O FUTURO primeiro-ministro nasceu em 1955 e estudou Direito, mas tem um doutoramento em Economia. Há quem lhe chame “o novo cérebro da macroeconomia”. O sucessor de Wen Jiabao é o “protegido” de Hu Jintao. A relação com o actual Presidente começou na década de 1980, na ala jovem do Partido Comunista Chinês. Foi por proposta de Hu Jintao que Li Keqiang entrou no Comité Permanente do Politburo.

Visto como um homem sensível e tolerante, não agrada a algumas facções – sobretudo aos mais conservadores –, mas os analistas dizem que não é um homem de rupturas, sendo, portanto, um adepto dos consensos. Li Keqiang tem uma história familiar diferente da de Xi Jinping. Natural de Anhui, província pobre no centro da China, é filho de gente humilde: o pai era apenas um funcionário da administração local, que teve, porém, o rasgo de, em plena Revolução Cultural, arranjar para o filho um professor que, clandestinamente, lhe ensinou o gosto pela arte e pela literatura. O futuro primeiro-ministro não escapou à vida nas comunas – foi enviado para uma das mais miseráveis da província. Ainda assim, nos quatro anos que lá esteve, continuou a estudar. Em 1978, na nova era de Deng Xiaoping, Li Keqiang inscreveu-se na Juventude Comunista e recuperou o tempo perdido: foi para a faculdade. Em 1982, estava formado, o que faz dele um dos primeiros juristas da história do pós-maoismo.
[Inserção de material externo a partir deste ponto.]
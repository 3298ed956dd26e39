//! Arrow-to-shape bindings.
//!
//! A bound endpoint is derived from its target's rect. Whenever a shape moves
//! or resizes, every endpoint bound to it is rewritten.

use super::BoardStore;
use crate::document::Board;
use crate::elements::{ArrowBinding, BindingEnd, CanvasElement, ElementId};
use crate::error::EngineResult;
use crate::events::ChangeEvent;
use crate::geometry::{anchor_point, Anchor};

/// Rewrite every endpoint bound to `target` from its current rect.
/// Returns the number of endpoints updated.
pub(crate) fn refresh_bound_arrows(board: &mut Board, target: ElementId) -> usize {
    let Some(bounds) = board.element(target).filter(|e| e.is_shape()).map(CanvasElement::bounds) else {
        return 0;
    };
    let mut updated = 0;
    for element in &mut board.elements {
        if let Some(line) = element.as_linear_mut() {
            for (end, anchor) in line.ends_bound_to(target) {
                line.set_endpoint(end, anchor_point(bounds, anchor));
                updated += 1;
            }
        }
    }
    updated
}

/// Re-derive the bound endpoints of the line or arrow `line_id`.
pub(crate) fn resolve_line_bindings(board: &mut Board, line_id: ElementId) {
    let Some(bindings) = board.element(line_id).and_then(CanvasElement::as_linear).map(|l| {
        [BindingEnd::Start, BindingEnd::End]
            .into_iter()
            .filter_map(|end| l.binding(end).map(|b| (end, b)))
            .collect::<Vec<_>>()
    }) else {
        return;
    };
    for (end, binding) in bindings {
        let Some(bounds) = board.element(binding.element_id).map(CanvasElement::bounds) else {
            continue;
        };
        if let Some(line) = board.element_mut(line_id).and_then(CanvasElement::as_linear_mut) {
            line.set_endpoint(end, anchor_point(bounds, binding.anchor));
        }
    }
}

/// Clear every binding that points at `target`. Endpoints stay where they are.
pub(crate) fn clear_bindings_to(board: &mut Board, target: ElementId) -> usize {
    let mut cleared = 0;
    for element in &mut board.elements {
        if let Some(line) = element.as_linear_mut() {
            for (end, _) in line.ends_bound_to(target) {
                line.set_binding(end, None);
                cleared += 1;
            }
        }
    }
    cleared
}

impl BoardStore {
    /// Bind one end of a line or arrow to an anchor on a rectangle or ellipse,
    /// snapping the endpoint onto the anchor.
    pub fn bind_arrow_to_shape(
        &mut self,
        arrow_id: ElementId,
        end: BindingEnd,
        target_id: ElementId,
        anchor: Anchor,
    ) -> EngineResult<bool> {
        let board = self.board_ref()?;
        let arrow_ok = board.element(arrow_id).is_some_and(CanvasElement::is_linear);
        let target_ok = board.element(target_id).is_some_and(CanvasElement::is_shape);
        if !arrow_ok || !target_ok || arrow_id == target_id {
            log::debug!("bind_arrow_to_shape: rejected {arrow_id} -> {target_id}");
            return Ok(false);
        }
        self.record("Bind arrow")?;
        let board = self.board_mut()?;
        if let Some(line) = board.element_mut(arrow_id).and_then(CanvasElement::as_linear_mut) {
            line.set_binding(end, Some(ArrowBinding { element_id: target_id, anchor }));
        }
        resolve_line_bindings(board, arrow_id);
        self.touch();
        self.notify(ChangeEvent::ElementsChanged);
        Ok(true)
    }

    /// Drop the binding on one end. Returns false if that end was not bound.
    pub fn unbind_arrow(&mut self, arrow_id: ElementId, end: BindingEnd) -> EngineResult<bool> {
        let bound = self
            .board_ref()?
            .element(arrow_id)
            .and_then(CanvasElement::as_linear)
            .is_some_and(|l| l.binding(end).is_some());
        if !bound {
            return Ok(false);
        }
        self.record("Unbind arrow")?;
        if let Some(line) = self.board_mut()?.element_mut(arrow_id).and_then(CanvasElement::as_linear_mut) {
            line.set_binding(end, None);
        }
        self.touch();
        self.notify(ChangeEvent::ElementsChanged);
        Ok(true)
    }

    /// Re-resolve every arrow bound to `element_id`. Returns how many
    /// endpoints moved. Moves and resizes call this on their own.
    pub fn update_bound_arrows_for_element(&mut self, element_id: ElementId) -> EngineResult<usize> {
        let updated = refresh_bound_arrows(self.board_mut()?, element_id);
        if updated > 0 {
            self.touch();
            self.notify(ChangeEvent::ElementsChanged);
        }
        Ok(updated)
    }

    /// Ids of lines and arrows with at least one end bound to `element_id`.
    pub fn arrows_bound_to(&self, element_id: ElementId) -> Vec<ElementId> {
        self.elements()
            .iter()
            .filter(|e| e.as_linear().is_some_and(|l| !l.ends_bound_to(element_id).is_empty()))
            .map(CanvasElement::id)
            .collect()
    }
}

#[cfg(test)]
mod tests {
    use super::*;
    use crate::geometry::Bounds;
    use kurbo::Point;

    fn setup() -> (BoardStore, ElementId, ElementId) {
        let mut store = BoardStore::with_defaults();
        store.create_document("Bindings");
        let shape = store.add_element(CanvasElement::rectangle(Bounds::new(100.0, 100.0, 100.0, 50.0))).unwrap();
        let arrow = store.add_element(CanvasElement::arrow(Point::ZERO, Point::new(90.0, 120.0))).unwrap();
        (store, shape, arrow)
    }

    fn endpoint(store: &BoardStore, arrow: ElementId, end: BindingEnd) -> Point {
        store.element(arrow).unwrap().as_linear().unwrap().points.get(end)
    }

    #[test]
    fn test_bind_snaps_endpoint() {
        let (mut store, shape, arrow) = setup();
        assert!(store.bind_arrow_to_shape(arrow, BindingEnd::End, shape, Anchor::Left).unwrap());
        assert_eq!(endpoint(&store, arrow, BindingEnd::End), Point::new(100.0, 125.0));
        let rect = store.element(arrow).unwrap().bounds();
        assert_eq!(rect, Bounds::new(0.0, 0.0, 100.0, 125.0));
    }

    #[test]
    fn test_bind_rejects_non_shape_target() {
        let (mut store, _, arrow) = setup();
        let text = store.add_element(CanvasElement::text(Point::ZERO, "x")).unwrap();
        assert!(!store.bind_arrow_to_shape(arrow, BindingEnd::End, text, Anchor::Top).unwrap());
        assert!(!store.bind_arrow_to_shape(arrow, BindingEnd::End, arrow, Anchor::Top).unwrap());
    }

    #[test]
    fn test_moving_shape_drags_bound_endpoint() {
        let (mut store, shape, arrow) = setup();
        store.bind_arrow_to_shape(arrow, BindingEnd::End, shape, Anchor::Top).unwrap();
        store.move_element(shape, 300.0, 300.0).unwrap();
        assert_eq!(endpoint(&store, arrow, BindingEnd::End), Point::new(350.0, 300.0));
        store.resize_element(shape, Bounds::new(300.0, 300.0, 200.0, 80.0)).unwrap();
        assert_eq!(endpoint(&store, arrow, BindingEnd::End), Point::new(400.0, 300.0));
        assert_eq!(endpoint(&store, arrow, BindingEnd::Start), Point::ZERO);
    }

    #[test]
    fn test_deleting_shape_clears_bindings() {
        let (mut store, shape, arrow) = setup();
        let other = store.add_element(CanvasElement::arrow(Point::new(500.0, 0.0), Point::ZERO)).unwrap();
        store.bind_arrow_to_shape(arrow, BindingEnd::End, shape, Anchor::Left).unwrap();
        store.bind_arrow_to_shape(other, BindingEnd::Start, shape, Anchor::Right).unwrap();
        assert_eq!(store.arrows_bound_to(shape).len(), 2);
        store.remove_element(shape).unwrap();
        for id in [arrow, other] {
            let line = store.element(id).unwrap().as_linear().unwrap();
            assert!(line.start_binding.is_none() && line.end_binding.is_none());
        }
    }

    #[test]
    fn test_unbind() {
        let (mut store, shape, arrow) = setup();
        store.bind_arrow_to_shape(arrow, BindingEnd::Start, shape, Anchor::Center).unwrap();
        assert!(store.unbind_arrow(arrow, BindingEnd::Start).unwrap());
        assert!(!store.unbind_arrow(arrow, BindingEnd::Start).unwrap());
        store.move_element(shape, 0.0, 0.0).unwrap();
        assert_eq!(endpoint(&store, arrow, BindingEnd::Start), Point::new(150.0, 125.0));
    }
}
Quanto ao percurso dentro do Partido, Li Keqiang encontrou resistências durante a ascensão ao poder. Chegou a ser conhecido por “ave de mau agouro” porque, quando era governador em Henan, em 1999, o mandato foi manchado por uma série de catástrofes naturais. Acabou por ser transferido para Liaoning mas, dois meses, depois uma explosão numa mina na província fez mais de 200 mortos. Mas o maior desaire político de Li Keqiang aconteceu em Henan, onde foi governador. Quando tomou posse, encontrou uma província devastada pela sida. Milhares de camponeses vendiam sangue a estruturas ligadas ao partido, que recolhia plasma para revender a multinacionais. As associações de voluntários que estiveram no local acusam Li Keqiang de não ter culpabilizado os responsáveis pela tragédia e de se ter limitado a garantir fundos para os tratamentos. Vice-primeiro ministro executivo desde 2008, Li Keqiang é membro do comité central do Partido Comunista Chinês.